* INSTRUCTIONS FOR THE TASK
Work out how many lines of the listing below contain the word "text". Respond with that number only.

* SOURCE RECORDS
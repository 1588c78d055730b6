//! The shortcut dispatch table.
//!
//! The table maps [`NormalizedShortcut`]s to registered actions. It is
//! rebuilt wholesale whenever the external configuration changes; the rebuild
//! validates every entry with the conflict checker, so a successfully built
//! table is conflict-free by construction and dispatch never needs to
//! disambiguate.

use std::collections::HashMap;
use std::fmt;

use serde::{Deserialize, Serialize};

use crate::conflict::{self, ConflictCheck};
use crate::logging::targets;
use crate::shortcut::NormalizedShortcut;

/// The kind of text operation an action performs.
#[derive(Debug, Clone, Copy, PartialEq, Eq, Hash, Serialize, Deserialize)]
#[serde(rename_all = "snake_case")]
pub enum ActionKind {
    /// Dictionary/engine translation into a configured target language.
    Translation,
    /// Local stylistic transformation (lookup tables, pure functions).
    Transformation,
    /// Network-backed rewrite driven by a configured prompt.
    LlmPrompt,
}

impl fmt::Display for ActionKind {
    fn fmt(&self, f: &mut fmt::Formatter<'_>) -> fmt::Result {
        match self {
            Self::Translation => write!(f, "translation"),
            Self::Transformation => write!(f, "transformation"),
            Self::LlmPrompt => write!(f, "llm_prompt"),
        }
    }
}

/// An action bound to a shortcut.
#[derive(Debug, Clone, PartialEq, Eq)]
pub struct RegisteredAction {
    /// The canonical shortcut that triggers this action.
    pub shortcut: NormalizedShortcut,
    /// Stable identifier used by the transform collaborator.
    pub action_id: String,
    /// Human-readable name, used in conflict messages and notifications.
    pub display_name: String,
    /// What the action does to the text.
    pub kind: ActionKind,
}

/// Error raised when a table rebuild encounters a conflicting entry.
#[derive(Debug, Clone, PartialEq, Eq)]
pub struct RegistryError {
    /// Display name of the action that could not be registered.
    pub rejected: String,
    /// The shortcut it attempted to claim.
    pub shortcut: String,
    /// The conflict that blocked it.
    pub conflict: ConflictCheck,
}

impl fmt::Display for RegistryError {
    fn fmt(&self, f: &mut fmt::Formatter<'_>) -> fmt::Result {
        match &self.conflict {
            ConflictCheck::Duplicate { owner } => write!(
                f,
                "shortcut {} for \"{}\" is already used by \"{owner}\"",
                self.shortcut, self.rejected
            ),
            ConflictCheck::CandidateIsPrefix { owner } => write!(
                f,
                "shortcut {} for \"{}\" would make the longer shortcut of \"{owner}\" unreachable",
                self.shortcut, self.rejected
            ),
            ConflictCheck::ExistingIsPrefix { owner } => write!(
                f,
                "shortcut {} for \"{}\" can never fire: \"{owner}\" already owns its first keystroke",
                self.shortcut, self.rejected
            ),
            ConflictCheck::Ok => write!(
                f,
                "shortcut {} for \"{}\" was rejected",
                self.shortcut, self.rejected
            ),
        }
    }
}

impl std::error::Error for RegistryError {}

// =============================================================================
// Dispatch Table
// =============================================================================

/// A conflict-free mapping from normalized shortcuts to actions.
#[derive(Debug, Clone, Default)]
pub struct DispatchTable {
    entries: HashMap<NormalizedShortcut, RegisteredAction>,
}

impl DispatchTable {
    /// Create an empty table.
    pub fn new() -> Self {
        Self::default()
    }

    /// Build a table from an ordered action list, validating each entry
    /// against those registered before it.
    ///
    /// The first conflicting entry aborts the build; the configuration UI is
    /// expected to have blocked the save, so hitting this at rebuild time
    /// means the persisted configuration is corrupt.
    pub fn build(actions: Vec<RegisteredAction>) -> Result<Self, RegistryError> {
        let mut table = Self::new();
        for action in actions {
            table.register(action)?;
        }
        tracing::debug!(
            target: targets::DISPATCH,
            entries = table.entries.len(),
            "dispatch table rebuilt"
        );
        Ok(table)
    }

    /// Register a single action, validating against the current entries.
    pub fn register(&mut self, action: RegisteredAction) -> Result<(), RegistryError> {
        let verdict = conflict::check(
            &action.shortcut,
            self.entries
                .values()
                .map(|a| (&a.shortcut, a.display_name.as_str())),
        );
        if !verdict.is_ok() {
            return Err(RegistryError {
                rejected: action.display_name,
                shortcut: action.shortcut.as_str().to_string(),
                conflict: verdict,
            });
        }
        self.entries.insert(action.shortcut.clone(), action);
        Ok(())
    }

    /// Validate a candidate shortcut without registering it.
    ///
    /// This is the pure function the settings UI consumes to block saves.
    pub fn check_candidate(&self, candidate: &NormalizedShortcut) -> ConflictCheck {
        conflict::check(
            candidate,
            self.entries
                .values()
                .map(|a| (&a.shortcut, a.display_name.as_str())),
        )
    }

    /// Look up the action for a normalized shortcut.
    pub fn get(&self, shortcut: &NormalizedShortcut) -> Option<&RegisteredAction> {
        self.entries.get(shortcut)
    }

    /// Number of registered actions.
    pub fn len(&self) -> usize {
        self.entries.len()
    }

    /// Check if the table has no entries.
    pub fn is_empty(&self) -> bool {
        self.entries.is_empty()
    }

    /// Iterate over the registered actions.
    pub fn actions(&self) -> impl Iterator<Item = &RegisteredAction> {
        self.entries.values()
    }
}
//! Error types for the shortcut engine.

use std::fmt;

use crate::dispatch::RegistryError;
use crate::shortcut::ShortcutParseError;

/// Convenience alias for core results.
pub type Result<T> = std::result::Result<T, CoreError>;

/// The main error type for shortcut-engine operations.
///
/// All variants are configuration errors: they are raised synchronously at
/// registration or edit time and never reach dispatch.
#[derive(Debug)]
pub enum CoreError {
    /// A shortcut string or captured combination had an invalid shape.
    Parse(ShortcutParseError),
    /// A table rebuild encountered a conflicting entry.
    Registry(RegistryError),
}

impl fmt::Display for CoreError {
    fn fmt(&self, f: &mut fmt::Formatter<'_>) -> fmt::Result {
        match self {
            Self::Parse(err) => write!(f, "invalid shortcut: {err}"),
            Self::Registry(err) => write!(f, "shortcut registration failed: {err}"),
        }
    }
}

impl std::error::Error for CoreError {
    fn source(&self) -> Option<&(dyn std::error::Error + 'static)> {
        match self {
            Self::Parse(err) => Some(err),
            Self::Registry(err) => Some(err),
        }
    }
}

impl From<ShortcutParseError> for CoreError {
    fn from(err: ShortcutParseError) -> Self {
        Self::Parse(err)
    }
}

impl From<RegistryError> for CoreError {
    fn from(err: RegistryError) -> Self {
        Self::Registry(err)
    }
}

* TASK RESPONSE
2